TASK ITEM —
Scan the lines below for the word "ConflictException". Copy each line you find it in.

INFORMATION PROVIDED —

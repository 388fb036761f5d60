//! # qbiz-model
//!
//! Schema-shaped types exchanged with the invocation envelope.
//!
//! ## Design Principles
//!
//! - Every property is optional; absence is meaningful and is never replaced
//!   by an empty or zero default
//! - Models serialize with the schema's PascalCase property names; the
//!   envelope (`ProgressEvent`, `ResourceHandlerRequest`) uses camelCase
//! - Timestamps are carried as text in a single canonical format
//!
//! ## Modules
//!
//! - `resource`: the canonical `ResourceModel` and its nested configurations
//! - `envelope`: handler request, progress event, status and error codes
//! - `time`: canonical timestamp rendering

mod envelope;
mod resource;
pub mod time;

pub use envelope::*;
pub use resource::*;
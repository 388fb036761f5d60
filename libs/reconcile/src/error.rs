//! Error types for the read path.
//!
//! `ServiceError` is the closed set of failures the transport reports.
//! `RequestError` covers envelope requests the handler cannot act on.
//! Both collapse into a `HandlerErrorCode` at the envelope boundary.

use qbiz_id::IdError;
use qbiz_model::HandlerErrorCode;
use thiserror::Error;

/// Failure reported by the remote service or the transport in front of it.
#[derive(Debug, Error, Clone, PartialEq, Eq)]
pub enum ServiceError {
    /// The service rejected the request as malformed.
    #[error("ValidationException: {message}")]
    Validation { message: String },

    /// The addressed resource does not exist.
    #[error("ResourceNotFoundException: {message}")]
    ResourceNotFound { message: String },

    /// Request rate exceeded, or the transport gave up waiting.
    #[error("ThrottlingException: {message}")]
    Throttling { message: String },

    /// The caller's credentials do not permit the call.
    #[error("AccessDeniedException: {message}")]
    AccessDenied { message: String },

    /// The service failed internally.
    #[error("InternalServerException: {message}")]
    InternalServer { message: String },

    /// A service error type this handler does not classify.
    #[error("{code}: {message}")]
    Unclassified { code: String, message: String },

    /// The call never produced a service response.
    #[error("transport error: {0}")]
    Transport(String),
}

impl ServiceError {
    /// Decode a service error from its wire error type.
    ///
    /// `code` is the bare exception name, e.g. `ThrottlingException`.
    pub fn from_code(code: &str, message: impl Into<String>) -> Self {
        let message = message.into();
        match code {
            "ValidationException" => ServiceError::Validation { message },
            "ResourceNotFoundException" => ServiceError::ResourceNotFound { message },
            "ThrottlingException" => ServiceError::Throttling { message },
            "AccessDeniedException" => ServiceError::AccessDenied { message },
            "InternalServerException" => ServiceError::InternalServer { message },
            other => ServiceError::Unclassified {
                code: other.to_string(),
                message,
            },
        }
    }

    /// Map onto the envelope's error taxonomy.
    ///
    /// Anything not explicitly classified is a general service failure.
    pub fn handler_error_code(&self) -> HandlerErrorCode {
        match self {
            ServiceError::Validation { .. } => HandlerErrorCode::InvalidRequest,
            ServiceError::ResourceNotFound { .. } => HandlerErrorCode::NotFound,
            ServiceError::Throttling { .. } => HandlerErrorCode::Throttling,
            ServiceError::AccessDenied { .. } => HandlerErrorCode::AccessDenied,
            ServiceError::InternalServer { .. } => HandlerErrorCode::GeneralServiceException,
            _ => HandlerErrorCode::GeneralServiceException,
        }
    }

    /// Wire error type, for logging.
    pub fn code(&self) -> &str {
        match self {
            ServiceError::Validation { .. } => "ValidationException",
            ServiceError::ResourceNotFound { .. } => "ResourceNotFoundException",
            ServiceError::Throttling { .. } => "ThrottlingException",
            ServiceError::AccessDenied { .. } => "AccessDeniedException",
            ServiceError::InternalServer { .. } => "InternalServerException",
            ServiceError::Unclassified { code, .. } => code,
            ServiceError::Transport(_) => "TransportError",
        }
    }
}

/// A handler request that cannot be served.
#[derive(Debug, Error, Clone, PartialEq, Eq)]
pub enum RequestError {
    /// No desired state, or desired state without `ApplicationId`.
    #[error("ApplicationId is required")]
    MissingIdentifier,

    /// The identifier is present but unusable.
    #[error("invalid ApplicationId: {0}")]
    InvalidIdentifier(#[source] IdError),

    /// Account context needed to address the resource is missing.
    #[error("cannot derive resource ARN: {0}")]
    ResourceArn(#[source] IdError),
}

impl RequestError {
    pub fn handler_error_code(&self) -> HandlerErrorCode {
        HandlerErrorCode::InvalidRequest
    }
}

#[cfg(test)]
mod tests {
    use super::*;

    #[test]
    fn test_from_code_known_types() {
        assert_eq!(
            ServiceError::from_code("ValidationException", "nopes"),
            ServiceError::Validation {
                message: "nopes".to_string()
            }
        );
        assert_eq!(
            ServiceError::from_code("ResourceNotFoundException", "404").handler_error_code(),
            HandlerErrorCode::NotFound
        );
    }

    #[test]
    fn test_from_code_unknown_type_falls_back() {
        let err = ServiceError::from_code("ConflictException", "busy");
        assert_eq!(err.code(), "ConflictException");
        assert_eq!(
            err.handler_error_code(),
            HandlerErrorCode::GeneralServiceException
        );
        assert_eq!(err.to_string(), "ConflictException: busy");
    }

    #[test]
    fn test_transport_error_is_general() {
        let err = ServiceError::Transport("connection reset".to_string());
        assert_eq!(
            err.handler_error_code(),
            HandlerErrorCode::GeneralServiceException
        );
        assert_eq!(err.code(), "TransportError");
    }

    #[test]
    fn test_request_errors_are_invalid_requests() {
        assert_eq!(
            RequestError::MissingIdentifier.handler_error_code(),
            HandlerErrorCode::InvalidRequest
        );
        let err = RequestError::ResourceArn(IdError::EmptyComponent("region"));
        assert_eq!(
            err.to_string(),
            "cannot derive resource ARN: ARN component 'region' cannot be empty"
        );
    }
}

SOLUTION —
        let err = ServiceError::from_code("ConflictException", "busy");
        assert_eq!(err.code(), "ConflictException");
        assert_eq!(err.to_string(), "ConflictException: busy");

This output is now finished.